Health

Did dinosaurs go extinct due to malaria?

A new research shows that the first vertebrate hosts of malaria were reptiles including dinosaurs

 
By Jigyasa Watwani
Published: Wednesday 30 March 2016

A new research on the history of malaria’s evolution has revealed that the disease first affected insects nearly 100 million years ago and the first vertebrate hosts of the disease were reptiles, including dinosaurs. The research provides clues on malaria’s modern-day life cycle and how its transmission through vectors can be reduced.

“By knowing that malaria is so old and evolved in insect vectors, we can concentrate on using its stages in the mosquito rather than in humans for genetic manipulation and control,” George Poinar, lead author of the study and a researcher at the College of Science at the Oregon State University, said.

Till now, malaria was thought to be very recent, anywhere between 15,000 years and eight million years old.
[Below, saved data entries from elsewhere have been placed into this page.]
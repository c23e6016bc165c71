//! Query primitives - read page state into output slots

use std::sync::Arc;

use async_trait::async_trait;

use crate::{
    action::Action,
    driver::{NavigationEntry, PageDriver},
    errors::ActionError,
    scope::ExecScope,
    slot::OutputSlot,
};

/// Retrieve the page's navigation history.
pub struct NavigationEntries {
    driver: Arc<dyn PageDriver>,
    current_index: OutputSlot<i64>,
    entries: OutputSlot<Vec<NavigationEntry>>,
}

impl NavigationEntries {
    pub fn new(
        driver: Arc<dyn PageDriver>,
        current_index: OutputSlot<i64>,
        entries: OutputSlot<Vec<NavigationEntry>>,
    ) -> Self {
        Self {
            driver,
            current_index,
            entries,
        }
    }
}

#[async_trait]
impl Action for NavigationEntries {
    async fn run(&self, scope: &ExecScope) -> Result<(), ActionError> {
        let history = self.driver.navigation_history(scope).await?;
        self.current_index.set(history.current_index);
        self.entries.set(history.entries);
        Ok(())
    }
}

/// Retrieve the document location.
pub struct Location {
    driver: Arc<dyn PageDriver>,
    url: OutputSlot<String>,
}

impl Location {
    pub fn new(driver: Arc<dyn PageDriver>, url: OutputSlot<String>) -> Self {
        Self { driver, url }
    }
}

#[async_trait]
impl Action for Location {
    async fn run(&self, scope: &ExecScope) -> Result<(), ActionError> {
        let url = self.driver.location(scope).await?;
        self.url.set(url);
        Ok(())
    }
}

/// Retrieve the document title.
pub struct Title {
    driver: Arc<dyn PageDriver>,
    title: OutputSlot<String>,
}

impl Title {
    pub fn new(driver: Arc<dyn PageDriver>, title: OutputSlot<String>) -> Self {
        Self { driver, title }
    }
}

#[async_trait]
impl Action for Title {
    async fn run(&self, scope: &ExecScope) -> Result<(), ActionError> {
        let title = self.driver.title(scope).await?;
        self.title.set(title);
        Ok(())
    }
}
Its most common vector is the anopheles mosquito and most common cause is plasmodium, a genus within the kingdom protozoa.

Poinar’s study was triggered after a discovery in Asia. “It comes from our earlier discovery of a biting midge vector containing the developing stages of a malarial parasite in a 100-million-year-old amber from Burma.  There were malaria stages (developing stages of oocysts and sporozoites) inside the biting midge,” Poinarg said.

100-million-year-old biting midge, preserved in amber, shows malarial parasite Paleohaemoproteusburmacis, evidence of the oldest strain of malaria ever discovered (George Poinar Jr/Oregon State University)

In their 2007 book What bugged the dinosaurs? Insects, disease and death in the cretaceous, Poinar and his wife, Roberta, have also pointed out that malaria and evolution of blood sucking insects could be one among the many factors that led to the extinction of dinosaurs.

“There were catastrophic events known to have happened around that time, such as asteroid impacts and lava flows,” Poinar said, in a press release by Oregon. “But it’s clear that dinosaurs declined and slowly became extinct over thousands of years, which suggests other issues must also have been at work. Insects, microbial pathogens and vertebrate diseases were just emerging around that same time, including malaria,” he added.

In fact, new research suggests that avian malaria is responsible for extinction of many bird species in Hawaii, lending credence to Poinar’s similar hypotheses for dinosaurs.

Malaria kills more than 400,000 people a year. In 2015 alone, 214 million cases were recorded worldwide, according to the World Health Organization.